The end of the day is a busy time for my family. I leave work around four, pick up one kid from daycare, the other from school, and start dinner as soon as we arrive home. In the bustle of our busy routine, I try to use our commute to talk with the kids about their day. I always ask specific questions, like: What was your favorite part of today? or Who did you play with at recess?
Today was no different. My son four-year-old son told me all about his outdoor time, how he and a boy named Joseph got in trouble for wrestling on the playground, and then raced each other on the tricycles.
My daughter is normally on the edge of her seat, waiting for her brother to finish talking so she can share about her today, but today was different. Today, she sat quietly in her car seat looking out the window. As he wrapped up the story about the tricycle race, I caught her eye in the review mirror.
“How about you? Who did you play with at recess, sis?” I asked.
“No one,” she responded, her voice barely a whisper.
My heart sank. It was clear this wasn’t her choice. Unlike me, my daughter is a social butterfly who loves to engage with everyone around her. She is my sweet, sensitive soul whose heart has a place for everyone.

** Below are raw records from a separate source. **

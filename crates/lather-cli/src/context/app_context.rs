use std::path::{Path, PathBuf};
use std::sync::Arc;

use anyhow::Context;
use lather_auth::CredentialStore;
use lather_config::LatherConfig;
use lather_ledger::EventLedger;
use lather_store::{JsonFileStore, KeyValueStore};
use lather_vision::{ClassifierError, ImageClassifier, MessagesBackend};

/// Services shared by every command, built once at startup.
pub struct AppContext {
    pub config: LatherConfig,
    pub data_dir: PathBuf,
    pub ledger: Arc<EventLedger>,
    pub credentials: CredentialStore,
}

impl AppContext {
    /// Open the store under the data directory and load the ledger from it.
    /// `data_dir_override` replaces `storage.data_dir` in the kept config.
    pub fn init(
        mut config: LatherConfig,
        data_dir_override: Option<&Path>,
    ) -> anyhow::Result<Self> {
        if let Some(dir) = data_dir_override {
            config.storage.data_dir = dir
                .to_str()
                .with_context(|| format!("data directory {} is not valid UTF-8", dir.display()))?
                .to_string();
        }
        let data_dir = config.storage.resolved_data_dir();
        let store_path = config.storage.store_path();

        let store: Arc<dyn KeyValueStore> = Arc::new(
            JsonFileStore::open(&store_path)
                .with_context(|| format!("failed to open store at {}", store_path.display()))?,
        );
        let options = config
            .calendar
            .options()
            .context("invalid calendar configuration")?;
        let ledger = Arc::new(
            EventLedger::open(Arc::clone(&store), options).context("failed to load ledger")?,
        );

        tracing::debug!(data_dir = %data_dir.display(), "application context ready");
        Ok(Self {
            config,
            data_dir,
            ledger,
            credentials: CredentialStore::new(store),
        })
    }

    /// Resolve the vision API key: keychain, then `LATHER_VISION__API_KEY`,
    /// then the key file, then `vision.api_key` from config files.
    pub fn vision_api_key(&self) -> Option<String> {
        lather_auth::api_key::load(&self.data_dir)
            .map(|(key, _)| key)
            .or_else(|| {
                self.config
                    .vision
                    .is_configured()
                    .then(|| self.config.vision.api_key.clone())
            })
    }

    /// Build a classifier against the configured endpoint.
    pub fn classifier(&self) -> Result<ImageClassifier<MessagesBackend>, ClassifierError> {
        let key = self.vision_api_key().ok_or(ClassifierError::NotConfigured)?;
        let backend = MessagesBackend::new(&self.config.vision, key)?;
        Ok(ImageClassifier::from_config(
            &self.config,
            backend,
            Arc::clone(&self.ledger),
        ))
    }
}
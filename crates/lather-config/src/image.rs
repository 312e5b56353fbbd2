//! Upload size limits for photos sent to the vision endpoint.

use serde::{Deserialize, Serialize};

const fn default_max_dimension() -> u32 {
    1024
}

/// 4 MiB, below the endpoint's 5 MB request ceiling.
const fn default_max_bytes() -> usize {
    4 * 1024 * 1024
}

const fn default_initial_quality() -> u8 {
    80
}

const fn default_quality_step() -> u8 {
    10
}

const fn default_min_quality() -> u8 {
    10
}

#[derive(Debug, Clone, Deserialize, Serialize)]
pub struct ImageConfig {
    /// Longest side, in pixels, after downscaling.
    #[serde(default = "default_max_dimension")]
    pub max_dimension: u32,

    /// Byte budget for the encoded JPEG.
    #[serde(default = "default_max_bytes")]
    pub max_bytes: usize,

    /// First JPEG quality tried, in percent.
    #[serde(default = "default_initial_quality")]
    pub initial_quality: u8,

    /// Quality decrement per attempt.
    #[serde(default = "default_quality_step")]
    pub quality_step: u8,

    /// Quality floor. Reaching it ends the search even if still over budget.
    #[serde(default = "default_min_quality")]
    pub min_quality: u8,
}

impl Default for ImageConfig {
    fn default() -> Self {
        Self {
            max_dimension: default_max_dimension(),
            max_bytes: default_max_bytes(),
            initial_quality: default_initial_quality(),
            quality_step: default_quality_step(),
            min_quality: default_min_quality(),
        }
    }
}
//! Classifier error types.

use lather_ledger::LedgerError;
use thiserror::Error;

/// Why a classification produced no verdict.
///
/// Every variant is terminal for that call; nothing is retried. The caller
/// may resubmit (e.g., after the user retakes the photo).
#[derive(Debug, Error)]
pub enum ClassifierError {
    /// The bytes could not be decoded as an image. No request was sent.
    #[error("invalid image: could not decode photo")]
    InvalidImage,

    /// The request never produced an HTTP response (DNS, TLS, timeout, ...).
    #[error("transport failure: {0}")]
    TransportFailure(String),

    /// The endpoint answered with an error payload or a failure status.
    #[error("endpoint error: {0}")]
    EndpointError(String),

    /// The reply could not be mapped to a verdict.
    #[error("unparseable response from vision endpoint")]
    UnparseableResponse,

    /// Re-encoding the photo failed.
    #[error("image encoding failed: {0}")]
    Encode(String),

    /// The blocking image worker panicked or was cancelled.
    #[error("image worker failed: {0}")]
    Worker(String),

    /// No API key is available for the endpoint.
    #[error("vision endpoint is not configured; set LATHER_VISION__API_KEY or run `lather auth set-api-key`")]
    NotConfigured,

    /// The verdict was positive but recording today failed.
    #[error(transparent)]
    Ledger(#[from] LedgerError),
}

It was honestly surprising that she spent recess alone.
“Did something happen?” I inquired further.
“Well, I tried to play with Violet, but she was playing with another girl, and she told me that girl didn’t like me, so I couldn’t play with them.” She turned her head from me, peering out the window again.
“Oh honey,” I started. “I’m so sorry that happened.”

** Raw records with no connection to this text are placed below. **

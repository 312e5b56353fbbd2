use std::fs::{self, File, OpenOptions};
use std::io::Write;
use std::path::{Path, PathBuf};
use std::sync::{Mutex, PoisonError};

use serde_json::{Map, Value};

use crate::{KeyValueStore, StorageError};

/// A key-value store persisted as a single JSON object file.
///
/// Every mutation takes an exclusive advisory lock on a sibling `.lock`
/// file, re-reads the object from disk, applies the change and rewrites the
/// object through a temp file and a rename. Several handles (or processes)
/// on the same path therefore never drop each other's writes. Reads go to
/// disk as well, so a handle sees what other handles committed.
#[derive(Debug)]
pub struct JsonFileStore {
    path: PathBuf,
    writer: Mutex<()>,
}

impl JsonFileStore {
    /// Open the store at `path`. A missing file is an empty store; the file
    /// and its parent directories are created on the first write.
    ///
    /// # Errors
    ///
    /// Returns [`StorageError::Io`] if the file exists but cannot be read, or
    /// [`StorageError::Serialization`] if it is not a JSON object.
    pub fn open(path: impl Into<PathBuf>) -> Result<Self, StorageError> {
        let path = path.into();
        let entries = read_entries(&path)?;
        tracing::debug!(path = %path.display(), keys = entries.len(), "opened json store");
        Ok(Self {
            path,
            writer: Mutex::new(()),
        })
    }

    #[must_use]
    pub fn path(&self) -> &Path {
        &self.path
    }

    fn lock_path(&self) -> PathBuf {
        self.path.with_extension("json.lock")
    }

    /// Run `mutate` against the on-disk entries while holding the file lock.
    /// `mutate` returns whether it changed anything; unchanged entries are
    /// not rewritten.
    fn commit(
        &self,
        mutate: impl FnOnce(&mut Map<String, Value>) -> Result<bool, StorageError>,
    ) -> Result<(), StorageError> {
        let _writer = self.writer.lock().unwrap_or_else(PoisonError::into_inner);
        ensure_parent(&self.path)?;

        let lock_path = self.lock_path();
        let lock = open_lock_file(&lock_path)?;
        fs2::FileExt::lock_exclusive(&lock).map_err(|e| StorageError::io(&lock_path, e))?;

        let mut entries = read_entries(&self.path)?;
        if mutate(&mut entries)? {
            write_atomically(&self.path, &entries)?;
        }
        // Dropping `lock` closes the handle and releases the lock.
        Ok(())
    }
}

impl KeyValueStore for JsonFileStore {
    fn get(&self, key: &str) -> Result<Option<Value>, StorageError> {
        Ok(read_entries(&self.path)?.remove(key))
    }

    fn set(&self, key: &str, value: Value) -> Result<(), StorageError> {
        self.commit(|entries| {
            entries.insert(key.to_string(), value);
            Ok(true)
        })
    }

    fn remove(&self, key: &str) -> Result<(), StorageError> {
        self.commit(|entries| Ok(entries.remove(key).is_some()))
    }

    fn update(
        &self,
        key: &str,
        apply: &mut dyn FnMut(Option<Value>) -> Result<Option<Value>, StorageError>,
    ) -> Result<(), StorageError> {
        self.commit(|entries| match apply(entries.get(key).cloned())? {
            Some(value) => {
                entries.insert(key.to_string(), value);
                Ok(true)
            }
            None => Ok(false),
        })
    }
}

fn read_entries(path: &Path) -> Result<Map<String, Value>, StorageError> {
    match fs::read_to_string(path) {
        Ok(raw) if raw.trim().is_empty() => Ok(Map::new()),
        Ok(raw) => Ok(serde_json::from_str::<Map<String, Value>>(&raw)?),
        Err(e) if e.kind() == std::io::ErrorKind::NotFound => Ok(Map::new()),
        Err(e) => Err(StorageError::io(path, e)),
    }
}

fn ensure_parent(path: &Path) -> Result<(), StorageError> {
    let Some(parent) = path.parent().filter(|p| !p.as_os_str().is_empty()) else {
        return Ok(());
    };
    fs::create_dir_all(parent).map_err(|e| StorageError::io(parent, e))?;
    #[cfg(unix)]
    {
        use std::os::unix::fs::PermissionsExt;
        if let Err(e) = fs::set_permissions(parent, fs::Permissions::from_mode(0o700)) {
            tracing::warn!("failed to chmod 0700 {}: {e}", parent.display());
        }
    }
    Ok(())
}

fn private_file_options() -> OpenOptions {
    let mut options = OpenOptions::new();
    options.write(true).create(true);
    #[cfg(unix)]
    {
        use std::os::unix::fs::OpenOptionsExt;
        options.mode(0o600);
    }
    options
}

fn open_lock_file(path: &Path) -> Result<File, StorageError> {
    private_file_options()
        .truncate(false)
        .open(path)
        .map_err(|e| StorageError::io(path, e))
}

fn write_atomically(path: &Path, entries: &Map<String, Value>) -> Result<(), StorageError> {
    let body = serde_json::to_vec_pretty(entries)?;
    let tmp = path.with_extension("json.tmp");

    let result = write_synced(&tmp, &body)
        .and_then(|()| fs::rename(&tmp, path).map_err(|e| StorageError::io(path, e)));
    if result.is_err() {
        let _ = fs::remove_file(&tmp);
    }
    result
}

fn write_synced(path: &Path, body: &[u8]) -> Result<(), StorageError> {
    let mut file = private_file_options()
        .truncate(true)
        .open(path)
        .map_err(|e| StorageError::io(path, e))?;

    // A temp file left over from a crashed run keeps its old mode.
    #[cfg(unix)]
    {
        use std::os::unix::fs::PermissionsExt;
        file.set_permissions(fs::Permissions::from_mode(0o600))
            .map_err(|e| StorageError::io(path, e))?;
    }

    file.write_all(body).map_err(|e| StorageError::io(path, e))?;
    file.sync_all().map_err(|e| StorageError::io(path, e))
}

At this point, she turned back to me, tears brimming in her eyes. I wished I hadn’t started this conversation in the car. I wanted to hug her and tell her it was going to be OK, reassure her that tomorrow would be better, things would improve. But I didn’t know if that was true, and I wasn’t about to lie to her. So, instead, I told her about a time that something similar happened to me. Together we talked about how it made us feel. Together we discussed how we would handle the situation if roles were reversed.
Violet had been my daughter’s best friend in Kindergarten, so this was a particularly hard pill for her to swallow. Not because my daughter didn’t want Violet to have other friends, but because she felt unwelcome to play with her and her new friends.

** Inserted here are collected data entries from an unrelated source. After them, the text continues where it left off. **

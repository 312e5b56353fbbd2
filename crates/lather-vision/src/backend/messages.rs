//! Messages-style JSON completion endpoint.

use std::time::Duration;

use lather_config::VisionConfig;
use reqwest::StatusCode;
use serde::{Deserialize, Serialize};

use super::{VisionBackend, VisionRequest};
use crate::error::ClassifierError;

// ── Wire types ─────────────────────────────────────────────────────

#[derive(Serialize)]
struct MessagesRequest<'a> {
    model: &'a str,
    max_tokens: u32,
    messages: [Message<'a>; 1],
}

#[derive(Serialize)]
struct Message<'a> {
    role: &'static str,
    content: [ContentPart<'a>; 2],
}

#[derive(Serialize)]
#[serde(tag = "type", rename_all = "snake_case")]
enum ContentPart<'a> {
    Image { source: ImageSource<'a> },
    Text { text: &'a str },
}

#[derive(Serialize)]
struct ImageSource<'a> {
    #[serde(rename = "type")]
    kind: &'static str,
    media_type: &'a str,
    data: String,
}

#[derive(Deserialize)]
struct MessagesResponse {
    #[serde(default)]
    content: Vec<ContentBlock>,
    error: Option<ApiErrorBody>,
}

#[derive(Deserialize)]
struct ContentBlock {
    text: Option<String>,
}

#[derive(Deserialize)]
struct ApiErrorBody {
    message: String,
}

// ── Client ─────────────────────────────────────────────────────────

/// HTTP backend for a messages-style vision endpoint.
#[derive(Clone)]
pub struct MessagesBackend {
    http: reqwest::Client,
    endpoint: String,
    model: String,
    api_version: String,
    api_key: String,
}

impl std::fmt::Debug for MessagesBackend {
    fn fmt(&self, f: &mut std::fmt::Formatter<'_>) -> std::fmt::Result {
        f.debug_struct("MessagesBackend")
            .field("endpoint", &self.endpoint)
            .field("model", &self.model)
            .field("api_version", &self.api_version)
            .finish_non_exhaustive()
    }
}

impl MessagesBackend {
    /// Build a backend from configuration and a resolved API key.
    ///
    /// # Errors
    ///
    /// Returns [`ClassifierError::NotConfigured`] if `api_key` is empty, or
    /// [`ClassifierError::TransportFailure`] if the HTTP client cannot be built.
    pub fn new(config: &VisionConfig, api_key: impl Into<String>) -> Result<Self, ClassifierError> {
        let api_key = api_key.into();
        if api_key.is_empty() {
            return Err(ClassifierError::NotConfigured);
        }
        let http = reqwest::Client::builder()
            .user_agent("lather/0.1")
            .timeout(Duration::from_secs(config.timeout_secs))
            .build()
            .map_err(|e| ClassifierError::TransportFailure(e.to_string()))?;
        Ok(Self {
            http,
            endpoint: config.endpoint.clone(),
            model: config.model.clone(),
            api_version: config.api_version.clone(),
            api_key,
        })
    }

    fn body<'a>(&'a self, request: &VisionRequest<'a>) -> MessagesRequest<'a> {
        MessagesRequest {
            model: &self.model,
            max_tokens: request.max_output_tokens,
            messages: [Message {
                role: "user",
                content: [
                    ContentPart::Image {
                        source: ImageSource {
                            kind: "base64",
                            media_type: request.image.media_type,
                            data: request.image.to_base64(),
                        },
                    },
                    ContentPart::Text {
                        text: request.prompt,
                    },
                ],
            }],
        }
    }
}

impl VisionBackend for MessagesBackend {
    async fn complete(&self, request: VisionRequest<'_>) -> Result<String, ClassifierError> {
        let body = self.body(&request);
        tracing::debug!(
            endpoint = %self.endpoint,
            model = %self.model,
            image_bytes = request.image.bytes.len(),
            "sending classification request"
        );

        let resp = self
            .http
            .post(&self.endpoint)
            .header("x-api-key", &self.api_key)
            .header("anthropic-version", &self.api_version)
            .json(&body)
            .send()
            .await
            .map_err(|e| ClassifierError::TransportFailure(e.to_string()))?;

        read_completion(resp).await
    }
}

/// Read the reply text out of a response.
///
/// # Errors
///
/// - body cannot be read → [`ClassifierError::TransportFailure`]
/// - JSON `error.message` payload, or a failure status →
///   [`ClassifierError::EndpointError`]
/// - anything else without reply text → [`ClassifierError::UnparseableResponse`]
pub(crate) async fn read_completion(resp: reqwest::Response) -> Result<String, ClassifierError> {
    let status = resp.status();
    let body = resp
        .bytes()
        .await
        .map_err(|e| ClassifierError::TransportFailure(e.to_string()))?;
    parse_body(status, &body)
}

fn parse_body(status: StatusCode, body: &[u8]) -> Result<String, ClassifierError> {
    let parsed = serde_json::from_slice::<MessagesResponse>(body);

    match parsed {
        Ok(MessagesResponse {
            error: Some(error), ..
        }) => {
            tracing::warn!(%status, message = %error.message, "vision endpoint returned an error");
            Err(ClassifierError::EndpointError(error.message))
        }
        _ if !status.is_success() => {
            Err(ClassifierError::EndpointError(format!("HTTP {status}")))
        }
        Ok(response) => {
            let text = response
                .content
                .into_iter()
                .find_map(|block| block.text)
                .ok_or(ClassifierError::UnparseableResponse)?;
            tracing::debug!(reply = %text, "vision endpoint replied");
            Ok(text)
        }
        Err(error) => {
            tracing::debug!(%error, "vision reply is not the expected JSON");
            Err(ClassifierError::UnparseableResponse)
        }
    }
}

“I tried to just play on the monkey bars and act happy,” she said.
Hearing her say that killed me. This conversation made me acutely aware that I am unprepared for what’s to come. I remembered my own childhood, the mean girls here and there, and the gauntlet known as middle school. I didn’t want experiences like this to shape my baby girl. I wanted to say the right words that would show her how loved and valued she is, but I had no idea what those words were.
So, like any mom, I did my best. I validated her feels, I was honest with her. I listened to her, and when we got home, I gave her the biggest hug, told her I loved her and I would always be there to help her navigate the tough parts of life.
I don’t know what will happen tomorrow at school. I know my daughter is a kind, sensitive soul, and these experiences are all part of growing up, but it still sucks. A great big bucket of suck, to be more specific. I would take her place in a heartbeat if I could. But I can’t, so my job as her mother is to prepare her the best I can for things like this. To teach her empathy, how to treat others, and most importantly how to treat herself. I want her to always love herself, even when others don’t—because she is so worth loving.
As her mother, I will always be her soft place to land. I will be the safe place she can come to when the world hurts her heart. Whether it’s a big hurt or a small hurt, I will always be here to remind her how amazing she is, and that her value is never measured by another person. She will always be beautiful and perfect, even on the days that others don’t see it.